While we all know how exciting it is to see a lion or elephant in the wild, squealing with delight will send said animal fleeing. The same goes for having one’s mobile phone ring while watching birds from a hide. Following a few basic rules of safari can prevent this.
Whether you’re doing self-drive or a group safari in the Kruger Park, it’s good to be aware of the basic manners expected from everybody, to ensure that a safari in the park is good for all and includes the most game sightings possible. Here we list some simple points to remember.
Before Your Game Drive
Being well prepared before going on a game drive will make the experience even better.
Familiarise Yourself With Park Rules
Kruger has a set of rules to ensure both your safety and that of the animals and environment. The full set can be found on their website. The basic rules are also printed on the green gate permit you receive when coming through the gate into Kruger.
Be aware of gate times. Both gates into the park and into the camps have specific opening times and late comers may be fined.
What To Wear
No, the animals don’t expect you to put on your pearls and make sure that your bag matches your eye shadow. Far from it. When going on open vehicles or walking safaris especially, be sure to avoid bright colours. Basically, the more you blend into the bush, the less likely it is that animals will spot you and flee. This means more and longer sightings.
What To Take With You
The last thing you want to have to do while on a game drive is to have to return to camp, mid-sighting. Be sure to take everything you need along with you:
- Sun cream and hat
- Camera (and if it’s a mobile phone camera, put it on silent)
- Warm clothes
- Water and snacks
On Your Game Drive
If you’re on a group safari with a guide, the guide will deal with the driving and you can just kick back and look for animals. If, however, you’re doing a self-drive safari, there are a couple of basic rules to follow:
- Obey the speed limit: 50 km/h on tarred roads and 40 km/h on gravel roads
- When you see an animal, pull over to the side of the road, so as not to block it
- Never go off the designated roads. This is to protect the environment. Lots of little guys live next to the roads – think lizards, insects etc.

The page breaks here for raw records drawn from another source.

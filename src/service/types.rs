//! Service layer types

use std::collections::{BTreeMap, HashMap};

use image::DynamicImage;
use serde::{Deserialize, Serialize};
use uuid::Uuid;

use super::routing::{Category, EnrichmentTask};
use crate::engine::{Keypoint, Region};

/// Source images keyed by the reference detections carry.
pub type ImageMap = HashMap<String, DynamicImage>;

/// Axis-aligned box in source-image pixels. Valid when `x1 < x2` and `y1 < y2`.
#[derive(Debug, Clone, Copy, PartialEq, Serialize, Deserialize)]
pub struct BoundingBox {
    pub x1: f32,
    pub y1: f32,
    pub x2: f32,
    pub y2: f32,
}

impl BoundingBox {
    pub fn new(x1: f32, y1: f32, x2: f32, y2: f32) -> Self {
        Self { x1, y1, x2, y2 }
    }

    pub fn is_valid(&self) -> bool {
        self.x1 < self.x2 && self.y1 < self.y2
    }

    pub fn width(&self) -> f32 {
        self.x2 - self.x1
    }

    pub fn height(&self) -> f32 {
        self.y2 - self.y1
    }
}

/// Object found by the upstream detector. Read-only input to enrichment.
#[derive(Debug, Clone, PartialEq, Serialize, Deserialize)]
pub struct Detection {
    pub id: String,
    pub class_name: String,
    pub confidence: f32,
    pub bounding_box: BoundingBox,
    #[serde(default)]
    pub source_image_ref: Option<String>,
}

impl Detection {
    pub fn new(
        id: impl Into<String>,
        class_name: impl Into<String>,
        confidence: f32,
        bounding_box: BoundingBox,
    ) -> Self {
        Self {
            id: id.into(),
            class_name: class_name.into(),
            confidence,
            bounding_box,
            source_image_ref: None,
        }
    }

    pub fn with_image_ref(mut self, image_ref: impl Into<String>) -> Self {
        self.source_image_ref = Some(image_ref.into());
        self
    }

    /// Check the value invariants; the message describes the first violation.
    pub fn validate(&self) -> Result<(), String> {
        if self.id.is_empty() {
            return Err("empty id".to_string());
        }
        if !(0.0..=1.0).contains(&self.confidence) {
            return Err(format!("confidence {} outside 0..=1", self.confidence));
        }
        if !self.bounding_box.is_valid() {
            let b = &self.bounding_box;
            return Err(format!(
                "bounding box ({}, {}, {}, {}) requires x1 < x2 and y1 < y2",
                b.x1, b.y1, b.x2, b.y2
            ));
        }
        Ok(())
    }
}

#[derive(Debug, Clone, PartialEq, Serialize, Deserialize)]
pub struct PlateReading {
    pub detection_id: String,
    pub text: String,
    pub confidence: f32,
    /// Plate location in source-image pixels
    pub plate: Region,
}

#[derive(Debug, Clone, PartialEq, Serialize, Deserialize)]
pub struct FaceResult {
    pub detection_id: String,
    pub faces: Vec<Region>,
}

#[derive(Debug, Clone, PartialEq, Serialize, Deserialize)]
pub struct PoseResult {
    pub detection_id: String,
    pub keypoints: Vec<Keypoint>,
}

#[derive(Debug, Clone, PartialEq, Serialize, Deserialize)]
pub struct ClassificationResult {
    pub detection_id: String,
    pub task: EnrichmentTask,
    pub label: String,
    pub confidence: f32,
}

#[derive(Debug, Clone, Copy, PartialEq, Eq, Hash, Serialize, Deserialize)]
#[serde(rename_all = "snake_case")]
pub enum EnrichmentErrorKind {
    DetectionTimeout,
    DetectionInferenceFailure,
    MissingImageReference,
    /// A model the category needs could not be loaded for this batch
    ModelLoadFailure,
}

/// A failure recorded in the result instead of aborting the batch.
///
/// `detection_id` is `None` for category-level errors.
#[derive(Debug, Clone, PartialEq, Serialize, Deserialize)]
pub struct EnrichmentError {
    pub detection_id: Option<String>,
    pub category: Category,
    pub task: Option<EnrichmentTask>,
    pub kind: EnrichmentErrorKind,
    pub message: String,
}

/// Aggregated output of one enrichment batch.
///
/// Every list is ordered by category (vehicle, person, pet), then by input
/// detection order, then by task order.
#[derive(Debug, Clone, Default, PartialEq, Serialize, Deserialize)]
pub struct EnrichmentResult {
    pub batch_id: Uuid,
    pub license_plates: Vec<PlateReading>,
    pub faces: Vec<FaceResult>,
    pub poses: Vec<PoseResult>,
    pub classifications: Vec<ClassificationResult>,
    pub errors: Vec<EnrichmentError>,
    pub processing_time_ms: u64,
}

impl EnrichmentResult {
    /// Error count per category name
    pub fn error_counts(&self) -> BTreeMap<String, usize> {
        let mut counts = BTreeMap::new();
        for error in &self.errors {
            *counts.entry(error.category.as_str().to_string()).or_insert(0) += 1;
        }
        counts
    }

    pub fn errors_of(&self, kind: EnrichmentErrorKind) -> Vec<&EnrichmentError> {
        self.errors.iter().filter(|e| e.kind == kind).collect()
    }

    /// No sub-results and no errors
    pub fn is_empty(&self) -> bool {
        self.license_plates.is_empty()
            && self.faces.is_empty()
            && self.poses.is_empty()
            && self.classifications.is_empty()
            && self.errors.is_empty()
    }
}

#[cfg(test)]
mod tests {
    use super::*;

    #[test]
    fn test_detection_validation() {
        let ok = Detection::new("d1", "car", 0.9, BoundingBox::new(0.0, 0.0, 10.0, 10.0));
        assert!(ok.validate().is_ok());

        let flipped = Detection::new("d2", "car", 0.9, BoundingBox::new(10.0, 0.0, 5.0, 10.0));
        assert!(flipped.validate().unwrap_err().contains("x1 < x2"));

        let conf = Detection::new("d3", "car", 1.2, BoundingBox::new(0.0, 0.0, 1.0, 1.0));
        assert!(conf.validate().is_err());
    }

    #[test]
    fn test_detection_deserializes_without_image_ref() {
        let json = r#"{
            "id": "d1",
            "class_name": "dog",
            "confidence": 0.8,
            "bounding_box": {"x1": 1, "y1": 2, "x2": 3, "y2": 4}
        }"#;
        let detection: Detection = serde_json::from_str(json).unwrap();
        assert_eq!(detection.class_name, "dog");
        assert!(detection.source_image_ref.is_none());
    }

    #[test]
    fn test_error_counts_group_by_category() {
        let error = |category| EnrichmentError {
            detection_id: None,
            category,
            task: None,
            kind: EnrichmentErrorKind::ModelLoadFailure,
            message: String::new(),
        };
        let result = EnrichmentResult {
            errors: vec![error(Category::Vehicle), error(Category::Vehicle), error(Category::Pet)],
            ..Default::default()
        };

        let counts = result.error_counts();
        assert_eq!(counts.get("vehicle"), Some(&2));
        assert_eq!(counts.get("pet"), Some(&1));
        assert!(!result.is_empty());
        assert!(EnrichmentResult::default().is_empty());
    }
}
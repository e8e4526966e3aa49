//! Math helpers for output decoding

/// Numerically stable softmax. Empty input gives an empty output.
pub fn softmax(logits: &[f32]) -> Vec<f32> {
    let Some(max) = logits.iter().copied().reduce(f32::max) else {
        return Vec::new();
    };
    let exps: Vec<f32> = logits.iter().map(|v| (v - max).exp()).collect();
    let total: f32 = exps.iter().sum();
    exps.into_iter().map(|v| v / total).collect()
}

/// Index of the largest value, 0 for an empty slice
pub fn argmax(values: &[f32]) -> usize {
    values
        .iter()
        .enumerate()
        .max_by(|(_, a), (_, b)| a.total_cmp(b))
        .map(|(idx, _)| idx)
        .unwrap_or(0)
}

#[cfg(test)]
mod tests {
    use super::*;

    #[test]
    fn test_softmax_sums_to_one() {
        let probs = softmax(&[1.0, 2.0, 3.0]);
        let sum: f32 = probs.iter().sum();
        assert!((sum - 1.0).abs() < 1e-6);
        assert!(probs[2] > probs[1]);
        assert!(softmax(&[]).is_empty());
    }

    #[test]
    fn test_softmax_large_logits() {
        let probs = softmax(&[1000.0, 1000.0]);
        assert!((probs[0] - 0.5).abs() < 1e-6);
    }

    #[test]
    fn test_argmax() {
        assert_eq!(argmax(&[1.0, 5.0, 3.0, 2.0]), 1);
        assert_eq!(argmax(&[]), 0);
    }
}
//! API Data Transfer Objects

use serde::{Deserialize, Serialize};

/// Health response
#[derive(Debug, Serialize)]
pub struct HealthResponse {
    pub healthy: bool,
    pub version: String,
    pub models_loaded: Vec<String>,
}

/// Metrics response
#[derive(Debug, Serialize)]
pub struct MetricsResponse {
    pub uptime_seconds: u64,
    pub models_loaded: usize,
    pub total_loaded_cost: u64,
    pub memory_budget: u64,
    pub over_budget: bool,
    pub total_acquires: u64,
    pub audit_events: Option<i64>,
}

/// Body of `POST /api/v1/models/:name/reload`
#[derive(Debug, Deserialize)]
pub struct ReloadRequest {
    pub reason: String,
}

#[derive(Debug, Serialize)]
pub struct ReloadResponse {
    pub model: String,
    pub reason: String,
    pub ref_count: Option<u32>,
}

#[derive(Debug, Serialize)]
pub struct UnloadResponse {
    pub model: String,
    pub unloaded: bool,
    pub ref_count: Option<u32>,
}

/// Query parameters for recent audit events
#[derive(Debug, Deserialize)]
pub struct AuditQuery {
    pub limit: Option<i64>,
    pub event_type: Option<String>,
}

/// Error response
#[derive(Debug, Serialize)]
pub struct ErrorResponse {
    pub error: String,
    pub code: String,
}

impl ErrorResponse {
    pub fn new(error: &str, code: &str) -> Self {
        Self {
            error: error.to_string(),
            code: code.to_string(),
        }
    }
}
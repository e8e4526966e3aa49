//! Image preprocessing for model input tensors

use image::{DynamicImage, GenericImageView};
use ndarray::Array4;

/// Maps network-space coordinates back to the input crop.
#[derive(Debug, Clone, Copy)]
pub struct ScaleInfo {
    pub scale_x: f32,
    pub scale_y: f32,
}

impl ScaleInfo {
    /// `original` and `target` are (width, height)
    pub fn new(original: (u32, u32), target: (u32, u32)) -> Self {
        Self {
            scale_x: original.0 as f32 / target.0.max(1) as f32,
            scale_y: original.1 as f32 / target.1.max(1) as f32,
        }
    }

    pub fn to_original(&self, x: f32, y: f32) -> (f32, f32) {
        (x * self.scale_x, y * self.scale_y)
    }
}

/// Resize to the network input size and convert to a normalised NCHW tensor.
pub fn to_input_tensor(image: &DynamicImage, input_size: (u32, u32)) -> Array4<f32> {
    let (target_w, target_h) = input_size;
    let resized = if image.dimensions() == input_size {
        image.clone()
    } else {
        image.resize_exact(target_w, target_h, image::imageops::FilterType::Triangle)
    };
    image_to_nchw(&resized)
}

/// Convert image to NCHW tensor format, RGB order, normalised to [-1, 1]
fn image_to_nchw(image: &DynamicImage) -> Array4<f32> {
    let rgb = image.to_rgb8();
    let (width, height) = rgb.dimensions();

    let mut tensor = Array4::<f32>::zeros((1, 3, height as usize, width as usize));

    for (x, y, pixel) in rgb.enumerate_pixels() {
        let (x, y) = (x as usize, y as usize);
        for c in 0..3 {
            tensor[[0, c, y, x]] = (pixel[c] as f32 - 127.5) / 128.0;
        }
    }

    tensor
}

#[cfg(test)]
mod tests {
    use super::*;
    use image::{ImageBuffer, Rgb};

    #[test]
    fn test_tensor_shape_and_range() {
        let img = DynamicImage::ImageRgb8(ImageBuffer::from_pixel(40, 20, Rgb([255u8, 0, 128])));
        let tensor = to_input_tensor(&img, (16, 8));

        assert_eq!(tensor.shape(), &[1, 3, 8, 16]);
        assert!(tensor.iter().all(|v| (-1.0..=1.0).contains(v)));
        assert!(tensor[[0, 0, 0, 0]] > 0.99);
        assert!(tensor[[0, 1, 0, 0]] < -0.99);
    }

    #[test]
    fn test_scale_info_maps_back() {
        let scale = ScaleInfo::new((320, 240), (160, 120));
        assert_eq!(scale.to_original(10.0, 20.0), (20.0, 40.0));
    }
}
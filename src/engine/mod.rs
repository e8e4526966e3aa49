//! Model engine module
//!
//! Provides:
//! - A static registry of model descriptors
//! - On-demand loading with shared, reference-counted handles
//! - The OpenVINO inference backend

pub mod decode;
pub mod model;
pub mod openvino;
pub mod pool;
pub mod preprocess;
pub mod registry;

pub use model::{InferenceModel, Keypoint, ModelHandle, ModelInput, ModelLoader, ModelOutput, Region};
pub use openvino::OpenVinoLoader;
pub use pool::{ModelPool, ModelStatus, PoolStatus, ReloadReason, ScopedHandle, UnloadReport};
pub use registry::{ModelCategory, ModelDescriptor, ModelRegistry};
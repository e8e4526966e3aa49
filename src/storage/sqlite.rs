//! SQLite audit sink

use std::path::Path;

use anyhow::{Context, Result};
use async_trait::async_trait;
use serde::Serialize;
use sqlx::{
    sqlite::{SqlitePool, SqlitePoolOptions},
    Row,
};
use tracing::{debug, info};
use uuid::Uuid;

use super::traits::{AuditEvent, AuditSink};

/// One persisted audit row.
#[derive(Debug, Clone, Serialize)]
pub struct AuditRecord {
    pub id: String,
    pub event_type: String,
    pub model: Option<String>,
    pub payload: serde_json::Value,
    /// Milliseconds since the Unix epoch
    pub created_at: i64,
}

/// SQLite-backed audit sink
pub struct SqliteAuditSink {
    pool: SqlitePool,
}

impl SqliteAuditSink {
    pub async fn new(db_path: &str) -> Result<Self> {
        // Ensure parent directory exists
        if let Some(parent) = Path::new(db_path).parent() {
            std::fs::create_dir_all(parent)?;
        }

        let database_url = format!("sqlite:{}?mode=rwc", db_path);
        let pool = SqlitePoolOptions::new()
            .max_connections(5)
            .connect(&database_url)
            .await
            .context("Failed to connect to SQLite audit database")?;

        let sink = Self { pool };
        sink.initialize().await?;

        Ok(sink)
    }

    async fn initialize(&self) -> Result<()> {
        sqlx::query(
            r#"
            CREATE TABLE IF NOT EXISTS audit_events (
                id TEXT PRIMARY KEY,
                event_type TEXT NOT NULL,
                model TEXT,
                payload TEXT NOT NULL,
                created_at INTEGER NOT NULL
            )
            "#,
        )
        .execute(&self.pool)
        .await?;

        sqlx::query(
            r#"
            CREATE INDEX IF NOT EXISTS idx_audit_events_created_at ON audit_events(created_at DESC)
            "#,
        )
        .execute(&self.pool)
        .await?;

        info!("SQLite audit sink initialized");
        Ok(())
    }

    /// Most recent events first, optionally restricted to one event type.
    pub async fn recent(&self, limit: i64, event_type: Option<&str>) -> Result<Vec<AuditRecord>> {
        let rows = if let Some(t) = event_type {
            sqlx::query(
                r#"
                SELECT id, event_type, model, payload, created_at
                FROM audit_events
                WHERE event_type = ?
                ORDER BY created_at DESC
                LIMIT ?
                "#,
            )
            .bind(t)
            .bind(limit)
            .fetch_all(&self.pool)
            .await?
        } else {
            sqlx::query(
                r#"
                SELECT id, event_type, model, payload, created_at
                FROM audit_events
                ORDER BY created_at DESC
                LIMIT ?
                "#,
            )
            .bind(limit)
            .fetch_all(&self.pool)
            .await?
        };

        rows.into_iter()
            .map(|row| {
                let payload: String = row.get("payload");
                Ok(AuditRecord {
                    id: row.get("id"),
                    event_type: row.get("event_type"),
                    model: row.get("model"),
                    payload: serde_json::from_str(&payload)
                        .context("Corrupt audit payload")?,
                    created_at: row.get("created_at"),
                })
            })
            .collect()
    }

    pub async fn count(&self) -> Result<i64> {
        let row = sqlx::query("SELECT COUNT(*) as count FROM audit_events")
            .fetch_one(&self.pool)
            .await?;

        Ok(row.get("count"))
    }
}

#[async_trait]
impl AuditSink for SqliteAuditSink {
    async fn record(&self, event: &AuditEvent) -> Result<()> {
        let id = Uuid::new_v4().to_string();
        let payload = serde_json::to_string(event)?;
        let created_at = chrono::Utc::now().timestamp_millis();

        sqlx::query(
            r#"
            INSERT INTO audit_events (id, event_type, model, payload, created_at)
            VALUES (?, ?, ?, ?, ?)
            "#,
        )
        .bind(&id)
        .bind(event.event_type())
        .bind(event.model())
        .bind(&payload)
        .bind(created_at)
        .execute(&self.pool)
        .await?;

        debug!("Saved audit event {} ({})", id, event.event_type());
        Ok(())
    }
}

#[cfg(test)]
mod tests {
    use super::*;
    use crate::engine::ReloadReason;
    use tempfile::tempdir;

    #[tokio::test]
    async fn test_sqlite_audit_sink() {
        let dir = tempdir().unwrap();
        let db_path = dir.path().join("audit.db");
        let sink = SqliteAuditSink::new(db_path.to_str().unwrap()).await.unwrap();

        sink.record(&AuditEvent::ModelLoaded {
            model: "face_detector".to_string(),
            duration_ms: 420,
        })
        .await
        .unwrap();
        sink.record(&AuditEvent::ModelRestarted {
            model: "face_detector".to_string(),
            reason: ReloadReason::Crash,
        })
        .await
        .unwrap();

        assert_eq!(sink.count().await.unwrap(), 2);

        let restarts = sink.recent(10, Some("model_restarted")).await.unwrap();
        assert_eq!(restarts.len(), 1);
        assert_eq!(restarts[0].model.as_deref(), Some("face_detector"));
        assert_eq!(restarts[0].payload["reason"], "crash");

        let all = sink.recent(10, None).await.unwrap();
        assert_eq!(all.len(), 2);
    }
}
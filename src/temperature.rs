use std::fmt;

use clap::ValueEnum;
use serde::{Deserialize, Serialize};

/// Temperature units the forecast can be reported in.
///
/// The API delivers Kelvin; conversion goes through Celsius as the
/// intermediate step.
#[derive(Debug, Clone, Copy, PartialEq, Eq, ValueEnum, Serialize, Deserialize)]
#[serde(rename_all = "lowercase")]
pub enum TemperatureUnit {
    Celsius,
    Fahrenheit,
    Kelvin,
}

impl TemperatureUnit {
    /// Short symbol used in the rendered forecast.
    pub fn symbol(self) -> &'static str {
        match self {
            TemperatureUnit::Celsius => "ºC",
            TemperatureUnit::Fahrenheit => "ºF",
            TemperatureUnit::Kelvin => "K",
        }
    }
}

impl fmt::Display for TemperatureUnit {
    fn fmt(&self, f: &mut fmt::Formatter<'_>) -> fmt::Result {
        match self {
            TemperatureUnit::Celsius => write!(f, "Celsius"),
            TemperatureUnit::Fahrenheit => write!(f, "Fahrenheit"),
            TemperatureUnit::Kelvin => write!(f, "Kelvin"),
        }
    }
}

/// Converts a temperature value between units.
pub fn convert(value: f64, from: TemperatureUnit, to: TemperatureUnit) -> f64 {
    if from == to {
        return value;
    }

    let celsius = match from {
        TemperatureUnit::Celsius => value,
        TemperatureUnit::Fahrenheit => (value - 32.0) * 5.0 / 9.0,
        TemperatureUnit::Kelvin => value - 273.15,
    };

    match to {
        TemperatureUnit::Celsius => celsius,
        TemperatureUnit::Fahrenheit => celsius * 9.0 / 5.0 + 32.0,
        TemperatureUnit::Kelvin => celsius + 273.15,
    }
}

#[cfg(test)]
mod tests {
    use super::*;

    fn close(a: f64, b: f64) -> bool {
        (a - b).abs() < 1e-9
    }

    #[test]
    fn identity_conversion() {
        assert!(close(
            convert(284.19, TemperatureUnit::Kelvin, TemperatureUnit::Kelvin),
            284.19
        ));
    }

    #[test]
    fn kelvin_to_celsius() {
        assert!(close(
            convert(273.15, TemperatureUnit::Kelvin, TemperatureUnit::Celsius),
            0.0
        ));
        assert!(close(
            convert(284.19, TemperatureUnit::Kelvin, TemperatureUnit::Celsius),
            11.04
        ));
    }

    #[test]
    fn kelvin_to_fahrenheit() {
        assert!(close(
            convert(273.15, TemperatureUnit::Kelvin, TemperatureUnit::Fahrenheit),
            32.0
        ));
    }

    #[test]
    fn fahrenheit_to_celsius_roundtrip() {
        let c = convert(98.6, TemperatureUnit::Fahrenheit, TemperatureUnit::Celsius);
        assert!(close(c, 37.0));
        let f = convert(c, TemperatureUnit::Celsius, TemperatureUnit::Fahrenheit);
        assert!(close(f, 98.6));
    }

    #[test]
    fn symbols() {
        assert_eq!(TemperatureUnit::Celsius.symbol(), "ºC");
        assert_eq!(TemperatureUnit::Fahrenheit.symbol(), "ºF");
        assert_eq!(TemperatureUnit::Kelvin.symbol(), "K");
    }

    #[test]
    fn deserializes_lowercase_config_value() {
        let unit: TemperatureUnit = serde_json::from_str(r#""fahrenheit""#).unwrap();
        assert_eq!(unit, TemperatureUnit::Fahrenheit);
    }
}
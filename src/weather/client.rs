//! HTTP client for the OpenWeather current-weather endpoint.
//!
//! One GET per attempt through the [`PolicyStack`]; transient statuses (5xx,
//! 408, 429) and network-level errors are classified inside the attempt so the
//! stack can retry them, while non-transient statuses pass through and are
//! turned into typed errors here. The API key never appears in logs.

use std::sync::Arc;
use std::time::Duration;

use reqwest::Client;
use reqwest::header::ACCEPT;
use tokio_util::sync::CancellationToken;
use tracing::{debug, info, warn};

use crate::config::AppConfig;
use crate::policies::{CircuitBreaker, PolicyStack, RetryPolicy, TimeoutPolicy};

use super::error::FetchError;
use super::types::WeatherResponse;

const CONNECT_TIMEOUT: Duration = Duration::from_secs(10);

pub struct WeatherClient {
    http: Client,
    base_url: String,
    api_key: String,
    policies: PolicyStack,
    fallback_on_timeout: bool,
}

impl WeatherClient {
    /// Creates a client with an explicit base URL and policy stack (useful for
    /// pointing at a test server).
    pub fn new(api_key: String, base_url: String, policies: PolicyStack) -> Self {
        // The transport owns the connection pool; build it once and reuse it.
        let http = Client::builder()
            .connect_timeout(CONNECT_TIMEOUT)
            .build()
            .expect("failed to build HTTP client");
        Self {
            http,
            base_url,
            api_key,
            policies,
            fallback_on_timeout: false,
        }
    }

    /// Reports "no forecast" instead of an error when the final attempt
    /// times out.
    pub fn with_timeout_fallback(mut self, enabled: bool) -> Self {
        self.fallback_on_timeout = enabled;
        self
    }

    /// Creates a client from application configuration with the policy
    /// observers wired to the log.
    pub fn from_config(config: &AppConfig) -> Self {
        let retry = RetryPolicy::new(
            config.retries,
            Duration::from_millis(config.base_delay_ms),
        )
        .with_observer(Arc::new(|attempt, delay, fault| {
            warn!(attempt, ?delay, %fault, "retrying weather fetch");
        }));

        let breaker = CircuitBreaker::new(
            config.breaker_threshold,
            Duration::from_secs(config.break_secs),
        )
        .on_break(Arc::new(|fault, duration| {
            warn!(%fault, ?duration, "circuit opened");
        }))
        .on_reset(Arc::new(|| {
            info!("circuit closed");
        }));

        let timeout = TimeoutPolicy::new(Duration::from_secs(config.timeout_secs));

        Self::new(
            config.api_key.clone(),
            config.base_url.clone(),
            PolicyStack::new(retry, breaker, timeout),
        )
        .with_timeout_fallback(config.fallback_on_timeout)
    }

    /// Fetches the current weather for `location`.
    ///
    /// Raises [`FetchError::NotFound`] for 404, [`FetchError::Status`] for
    /// other non-success statuses, and [`FetchError::Parse`] /
    /// [`FetchError::Incomplete`] for unusable payloads. Returns `Ok(None)`
    /// when the final attempt timed out and the timeout fallback is enabled.
    pub async fn fetch(
        &self,
        location: &str,
        cancel: &CancellationToken,
    ) -> Result<Option<WeatherResponse>, FetchError> {
        let url = format!("{}?q={}&appid={}", self.base_url, location, self.api_key);
        debug!(url = %redact(&url, &self.api_key), "requesting forecast");

        let attempt = || {
            let http = self.http.clone();
            let url = url.clone();
            let api_key = self.api_key.clone();
            async move {
                let response = http
                    .get(&url)
                    .header(ACCEPT, "application/json")
                    .send()
                    .await
                    .map_err(|err| FetchError::Transient {
                        status: None,
                        // Transport error text echoes the request URL,
                        // key included.
                        detail: redact(&err.to_string(), &api_key),
                    })?;

                let status = response.status().as_u16();
                let body = response.text().await.unwrap_or_default();
                if is_transient_status(status) {
                    Err(FetchError::Transient {
                        status: Some(status),
                        detail: body,
                    })
                } else {
                    Ok(Some((status, body)))
                }
            }
        };

        let outcome = if self.fallback_on_timeout {
            self.policies
                .execute_with_fallback(cancel, attempt, || None)
                .await?
        } else {
            self.policies.execute(cancel, attempt).await?
        };
        let Some((status, body)) = outcome else {
            warn!(location, "attempts timed out; falling back to no forecast");
            return Ok(None);
        };

        if status == 404 {
            return Err(FetchError::NotFound {
                location: location.to_string(),
            });
        }
        if !(200..300).contains(&status) {
            return Err(FetchError::Status { status, body });
        }

        let forecast: WeatherResponse = serde_json::from_str(&body)?;
        if forecast.weather.is_empty() {
            return Err(FetchError::Incomplete(
                "no weather conditions in payload".into(),
            ));
        }
        Ok(Some(forecast))
    }
}

/// Transient per the retry policy: 5xx, request timeout, and rate limiting.
fn is_transient_status(status: u16) -> bool {
    status == 408 || status == 429 || (500..=599).contains(&status)
}

/// Replaces the API key in a URL with a placeholder for logging.
fn redact(url: &str, api_key: &str) -> String {
    if api_key.is_empty() {
        url.to_string()
    } else {
        url.replace(api_key, "***")
    }
}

- Don’t drive over dung in the road. There may well be a dung beetle busily going about his business in that dung
- No hooting, revving or blaring sound systems (obviously)
Basically, this one’s an easy one: you should have NO interaction with any animal you see. To ensure their safety and yours, never get out of the car and approach animals. In fact, never get out of your car, even if you can’t see any animals. There may very well be a lion standing in the dappled shade of a tree behind you or a snake slithering through the grass. While these are both things that are fantastic to see, you want to be safely in your car when you see them, not face-to-face!
The same goes for feeding animals. Don’t. Whether you’re in a camp or out in the bush, feeding wild animals is effectively giving them a death sentence. If they’re fed by humans they become unafraid of them, begin to beg, get aggressive when they’re not fed, and we all know what happens then. So, no, just don’t.
At Game Sightings
The main thing to remember when coming across an amazing sighting in the park – say, a lion and its kill – is that everybody would like to see it. A couple of pointers to follow are:
- Firstly, and most importantly: don’t crowd the animal i.e. respect its space and park a reasonable distance away
- In the same vein: don’t corner or hem the animal in. If there are numerous cars, be sure to leave plenty of space for the animal(s) to leave when they wish to
- Turn off your car, especially if it’s a diesel. This’ll ensure that the animal is not scared away and that everybody can hear the incredible sounds of nature
- Never get out of the car. This includes leaning out of the window or sitting on the window/roof. Animals are habituated to the shape of the car, so any arm/body part sticking out of the car will scare them, resulting in a fight or flight response, neither of which is good
- The same goes for trying to attract their attention by shouting/hooting/making noise/throwing things. Don’t
- Stay a little while, enjoy the sighting, take some photos, then move on to give others a turn
- Be nice: tell other people that you pass – quietly – about the sighting and where it is
Group safaris are wonderful, firstly because you get to share the safari experience with others from all over the world and, secondly, because you have an experienced guide doing all the hard work and ensuring that you get the best sightings possible.
Of course, as with any group, ‘dynamics’ may come into play. Following some simple rules can keep things pleasant:
- Be sensitive to people’s cultures. Not everybody does things the same way, and that’s cool
- On game drives, be quiet, put off mobile phones, put cameras on silent
- If you’re on the outside seat, lean back so that those in the middle can see too
- Don’t be That Person. You know the one … loud, obnoxious and demanding. This is the bush. Sit back, relax and enjoy it
Take Nothing, Leave Nothing
This one goes without saying. Many people think that leaving ‘biodegradable’ things like orange peels is okay, but it’s not. Kruger is an ecologically-sensitive area and huge effort is made to ensure that the indigenous environment is kept just so.
As for plastic, paper, tins and bottles … not only are they unsightly, but they’re a choking and poisoning hazard to animals. Take it home with you.
Don’t Remove Things
Again, the Kruger Park is a conservation area, so removing plants or picking flowers is forbidden. Same goes for picking up rocks or fossils.